Could the average LIFE SPAN reach 101?

21 November 2022

Lab Chat

At the present time, the average human being dies at 76 years old. But what if they could add an extra quarter of a century to their lifespan? Not just 25 more years of living, but 25 years of health, vitality and fun. That’s the aim of the biggest medical group in the UAE, Pure Health, who are targeting an average life expectancy of 101 for everyone in the world.

To achieve that ambitious goal, the company is planning to leverage science and technology to uncover strategies that will help each individual live longer. Those strategies would combine a mixture of lifestyle changes, early detection of diseases and issues, personalised coaching and advanced pharmaceuticals.

A hypothetical case study

In order to communicate their vision more effectively, Pure Health’s CEO Farham Malik and its COO Shaista Asif used a hypothetical case study of an imaginary patient named Ahmed at a packed conference at the Louvre Abu Dhabi last month. Throughout Ahmed’s life, he receives regular check-ups from his doctors, who create a “digital twin” based upon his unique attributes and characteristics.

This digital twin is used to experiment with different medical and therapeutic approaches to the various health complications he faces throughout his life, including a car crash, hair loss, cancer contraction and depression. This means that when they prescribe a course of action, they’re not simply guessing or feeling in the dark, but rather basing their judgements upon AI-based analytics. As a result, Ahmed is able to enjoy an active lifestyle until his death at age 101, despite his various problems along the way.

Collaboration is key

Malik and Asif were keen to accentuate how such an approach will only work if all the various medical forces in the country – GPs, hospitals, therapists and rehabilitation centres – are all pulling in the same direction. For that to happen, all of the vast reams of data that are gathered about Ahmed throughout his lifetime must be stored in a single, centralised database to make collaboration that much easier.

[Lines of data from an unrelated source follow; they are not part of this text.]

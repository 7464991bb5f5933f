// Path: crates/api/src/error.rs
//! Re-exports all core error types from the central `meridian-types` crate.

pub use meridian_types::error::*;
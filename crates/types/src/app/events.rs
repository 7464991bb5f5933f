// Path: crates/types/src/app/events.rs
//! The typed event log emitted by transactions and end-block hooks.

use crate::app::{AccountId, AuthorityParams, CallId, CallKind};
use parity_scale_codec::{Decode, Encode};
use serde::{Deserialize, Serialize};

/// An observable state change. Events are collected into transaction receipts and
/// the end-block section of a block outcome.
#[derive(Serialize, Deserialize, Debug, Clone, PartialEq, Eq, Encode, Decode)]
#[serde(rename_all = "snake_case")]
pub enum KernelEvent {
    /// A call was submitted and received its creator's vote.
    CallSubmitted {
        /// The new call's id.
        call_id: CallId,
        /// The caller-supplied unique id.
        unique_id: String,
        /// The payload kind.
        kind: CallKind,
        /// The submitting validator.
        creator: AccountId,
    },
    /// A validator added a vote to a call.
    CallConfirmed {
        /// The call voted on.
        call_id: CallId,
        /// The voter.
        voter: AccountId,
    },
    /// A validator withdrew its vote.
    CallRevoked {
        /// The call.
        call_id: CallId,
        /// The voter whose vote was withdrawn.
        voter: AccountId,
    },
    /// The last vote on a call was withdrawn and the call was deleted.
    CallDropped {
        /// The deleted call.
        call_id: CallId,
    },
    /// A call reached quorum.
    CallApproved {
        /// The approved call.
        call_id: CallId,
        /// Number of votes at approval.
        votes: u32,
        /// The quorum that was met.
        quorum: u32,
    },
    /// An approved call's payload was dispatched.
    CallExecuted {
        /// The executed call.
        call_id: CallId,
        /// The handler's error, if it failed.
        error: Option<String>,
    },
    /// A pending call expired without quorum.
    CallRejected {
        /// The rejected call.
        call_id: CallId,
    },
    /// A validator joined the authority set.
    ValidatorAdded {
        /// The new validator.
        address: AccountId,
    },
    /// A validator left the authority set.
    ValidatorRemoved {
        /// The removed validator.
        address: AccountId,
    },
    /// A validator was swapped for another.
    ValidatorReplaced {
        /// The outgoing validator.
        old: AccountId,
        /// The incoming validator.
        new: AccountId,
    },
    /// The authority set bounds changed.
    AuthorityParamsUpdated {
        /// The new bounds.
        params: AuthorityParams,
    },
    /// Currency was minted.
    CurrencyIssued {
        /// Denomination.
        denom: String,
        /// Amount minted.
        amount: u128,
        /// Account credited.
        recipient: AccountId,
    },
    /// Currency was burned.
    CurrencyDestroyed {
        /// Denomination.
        denom: String,
        /// Amount burned.
        amount: u128,
        /// Account debited.
        holder: AccountId,
    },
    /// Currency moved between accounts.
    CurrencyTransferred {
        /// Denomination.
        denom: String,
        /// Amount moved.
        amount: u128,
        /// Sender.
        from: AccountId,
        /// Receiver.
        to: AccountId,
    },
    /// A protocol upgrade was scheduled.
    UpgradeScheduled {
        /// Plan name.
        name: String,
        /// Activation height.
        height: u64,
    },
    /// The scheduled protocol upgrade was cancelled.
    UpgradeCancelled {
        /// Plan name.
        name: String,
    },
    /// A protocol upgrade activated.
    UpgradeApplied {
        /// Plan name.
        name: String,
        /// Activation height.
        height: u64,
    },
}
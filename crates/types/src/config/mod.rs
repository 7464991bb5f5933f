// Path: crates/types/src/config/mod.rs
//! Shared configuration structures for a Meridian node.

use crate::app::{AccountId, AuthorityParams, ChainId, Validator};
use crate::service_configs::MultisigParams;
use serde::{Deserialize, Serialize};

/// The top-level node configuration, usually loaded from `node.toml`.
#[derive(Debug, Clone, Serialize, Deserialize)]
#[serde(deny_unknown_fields)]
pub struct NodeConfig {
    /// The chain this node executes.
    pub chain_id: ChainId,
    /// Multisig voting engine parameters.
    #[serde(default)]
    pub multisig: MultisigParams,
    /// Initial state written before the first block.
    pub genesis: GenesisConfig,
    /// Logging and metrics options.
    #[serde(default)]
    pub telemetry: TelemetryConfig,
}

/// The state written by `init_genesis`.
#[derive(Debug, Clone, Default, Serialize, Deserialize)]
#[serde(deny_unknown_fields)]
pub struct GenesisConfig {
    /// The initial authority set.
    pub validators: Vec<Validator>,
    /// The initial authority set bounds.
    #[serde(default)]
    pub authority_params: AuthorityParams,
    /// Initial currency holdings.
    #[serde(default)]
    pub balances: Vec<GenesisBalance>,
}

/// An initial currency holding.
#[derive(Debug, Clone, PartialEq, Eq, Serialize, Deserialize)]
pub struct GenesisBalance {
    /// The holder.
    pub address: AccountId,
    /// The denomination.
    pub denom: String,
    /// The amount held. TOML integers are 64-bit, so genesis amounts are too.
    pub amount: u64,
}

/// Logging and metrics options.
#[derive(Debug, Clone, PartialEq, Eq, Serialize, Deserialize)]
pub struct TelemetryConfig {
    /// The default `EnvFilter` directive used when `RUST_LOG` is unset.
    #[serde(default = "default_log_filter")]
    pub log_filter: String,
    /// Whether to install the Prometheus metrics sink.
    #[serde(default)]
    pub metrics_enabled: bool,
}

fn default_log_filter() -> String {
    "info".to_string()
}

impl Default for TelemetryConfig {
    fn default() -> Self {
        Self {
            log_filter: default_log_filter(),
            metrics_enabled: false,
        }
    }
}

#[cfg(test)]
mod tests {
    use super::*;

    #[test]
    fn node_config_parses_with_defaults() {
        let text = format!(
            r#"
chain_id = 7

[genesis]
validators = [
    {{ address = "{a}", attestation = "0x01" }},
    {{ address = "{b}", attestation = "0x02" }},
]

[[genesis.balances]]
address = "{a}"
denom = "umer"
amount = 1000
"#,
            a = "01".repeat(32),
            b = "02".repeat(32),
        );

        let cfg: NodeConfig = toml::from_str(&text).unwrap();
        assert_eq!(cfg.chain_id, ChainId(7));
        assert_eq!(cfg.multisig, MultisigParams::default());
        assert_eq!(cfg.genesis.validators.len(), 2);
        assert_eq!(cfg.genesis.validators[1].address, AccountId([2u8; 32]));
        assert_eq!(cfg.genesis.authority_params, AuthorityParams::default());
        assert_eq!(cfg.genesis.balances[0].amount, 1000);
        assert_eq!(cfg.telemetry.log_filter, "info");
    }

    #[test]
    fn node_config_reads_overrides() {
        let text = r#"
chain_id = 1

[multisig]
interval_to_execute = 5

[genesis]
validators = []
authority_params = { min_validators = 3, max_validators = 9 }

[telemetry]
log_filter = "debug"
metrics_enabled = true
"#;
        let cfg: NodeConfig = toml::from_str(text).unwrap();
        assert_eq!(cfg.multisig.interval_to_execute, 5);
        assert_eq!(cfg.genesis.authority_params.max_validators, 9);
        assert!(cfg.telemetry.metrics_enabled);
    }

    #[test]
    fn unknown_fields_are_rejected() {
        let text = "chain_id = 1\nbogus = true\n[genesis]\nvalidators = []\n";
        assert!(toml::from_str::<NodeConfig>(text).is_err());
    }
}
// Path: crates/types/src/app/authority.rs
//! Validator records and the policy bounds of the Proof-of-Authority registry.

use crate::app::AccountId;
use parity_scale_codec::{Decode, Encode};
use serde::{Deserialize, Serialize};

/// A member of the authority set.
///
/// Identity is the `address`; the `attestation` is an opaque external identity
/// (for example an address on a bridged chain) carried for off-chain components.
#[derive(Serialize, Deserialize, Debug, Clone, PartialEq, Eq, Encode, Decode)]
pub struct Validator {
    /// The account that votes on multisig calls.
    pub address: AccountId,
    /// The validator's external attestation identity.
    pub attestation: String,
}

/// Bounds on the size of the validator set. Only changeable through an approved call.
#[derive(Serialize, Deserialize, Debug, Clone, Copy, PartialEq, Eq, Encode, Decode)]
pub struct AuthorityParams {
    /// The registry never shrinks below this many validators.
    pub min_validators: u32,
    /// The registry never grows beyond this many validators.
    pub max_validators: u32,
}

impl Default for AuthorityParams {
    fn default() -> Self {
        Self {
            min_validators: 1,
            max_validators: 100,
        }
    }
}

impl AuthorityParams {
    /// Returns true if the bounds are usable: at least one validator and `min <= max`.
    pub fn is_well_formed(&self) -> bool {
        self.min_validators >= 1 && self.min_validators <= self.max_validators
    }

    /// Returns true if a set of `size` validators satisfies these bounds.
    pub fn admits(&self, size: usize) -> bool {
        let size = size as u64;
        size >= u64::from(self.min_validators) && size <= u64::from(self.max_validators)
    }
}

/// The number of votes needed to approve a call when `validators` are registered:
/// a strict majority, `floor(n / 2) + 1`.
pub fn quorum_for(validators: usize) -> usize {
    validators / 2 + 1
}

#[cfg(test)]
mod tests {
    use super::*;

    #[test]
    fn quorum_is_strict_majority() {
        assert_eq!(quorum_for(1), 1);
        assert_eq!(quorum_for(2), 2);
        assert_eq!(quorum_for(7), 4);
        assert_eq!(quorum_for(8), 5);
        assert_eq!(quorum_for(9), 5);
    }

    #[test]
    fn params_bounds() {
        let p = AuthorityParams {
            min_validators: 3,
            max_validators: 5,
        };
        assert!(p.is_well_formed());
        assert!(!p.admits(2));
        assert!(p.admits(3));
        assert!(p.admits(5));
        assert!(!p.admits(6));

        let zero = AuthorityParams {
            min_validators: 0,
            max_validators: 5,
        };
        assert!(!zero.is_well_formed());
    }
}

Thanks to its merger with the Abu Dhabi Health Services Company (SEHA) and the National Health Insurance Company (DAMAN), Pure Health is well on the way to making such a centralised database a reality. It currently owns 28 hospitals, 100 healthcare clinics and over 160 scientific laboratories throughout the Emirates.

A universal right

It is the overriding objective of Pure Health to make top-notch healthcare accessible to all, regardless of income or social status. “Healthcare is a human right for everybody. It should not be for the one who has a monetary dollar value in their hand,” explained Malik. “Just like education should be democratised, housing or shelter democratised… health care has to be available for everybody.”

Indeed, that applies to the entirety of the human race, not just those living in the UAE. In time, Malik and Asif hope that their efforts will transform the country into a hub of longevity and health, where people from all over the globe emigrate to extend their lives and live amongst beauty, tranquillity and prosperity.